══ GIVEN ENTRIES ══

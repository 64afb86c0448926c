//! Month listing command

use anyhow::Result;
use callscope_core::{Session, SourceInfo};

use super::print_json;

pub fn cmd_months(session: &Session, info: &SourceInfo, json: bool) -> Result<()> {
    let overview = session.month_overview()?;
    if json {
        return print_json(&overview);
    }

    println!();
    println!("📅 Months in {}", info.name);
    println!(
        "   {} rows, {} columns",
        overview.total_rows, info.columns
    );
    println!("   ─────────────────────────────────────");

    if overview.months.is_empty() {
        println!("   No records found.");
        return Ok(());
    }

    println!("   {:>5} │ {:>8} │ {:>8}", "Month", "Rows", "Modules");
    println!("   ──────┼──────────┼──────────");
    for month in &overview.months {
        println!(
            "   {:>5} │ {:>8} │ {:>8}",
            month.month, month.row_count, month.distinct_modules
        );
    }

    if overview.dropped > 0 {
        println!();
        println!(
            "   ⚠️  {} rows had no readable month and were left out",
            overview.dropped
        );
    }
    if let Some(synthesis) = &overview.synthesis {
        println!();
        println!("   ⚠️  {}", synthesis.describe());
    }

    Ok(())
}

═══

YOUR OBJECTIVE:
Would you set down all the lines above, exactly and in full?

OUTPUT FOR THIS EXERCISE:
repository 64afb86c0448926c
//! Month listing command

use anyhow::Result;
use callscope_core::{Session, SourceInfo};

use super::print_json;

pub fn cmd_months(session: &Session, info: &SourceInfo, json: bool) -> Result<()> {
    let overview = session.month_overview()?;
    if json {
        return print_json(&overview);
    }

    println!();
    println!("📅 Months in {}", info.name);
    println!(
        "   {} rows, {} columns",
        overview.total_rows, info.columns
    );
    println!("   ─────────────────────────────────────");

    if overview.months.is_empty() {
        println!("   No records found.");
        return Ok(());
    }

    println!("   {:>5} │ {:>8} │ {:>8}", "Month", "Rows", "Modules");
    println!("   ──────┼──────────┼──────────");
    for month in &overview.months {
        println!(
            "   {:>5} │ {:>8} │ {:>8}",
            month.month, month.row_count, month.distinct_modules
        );
    }

    if overview.dropped > 0 {
        println!();
        println!(
            "   ⚠️  {} rows had no readable month and were left out",
            overview.dropped
        );
    }
    if let Some(synthesis) = &overview.synthesis {
        println!();
        println!("   ⚠️  {}", synthesis.describe());
    }

    Ok(())
}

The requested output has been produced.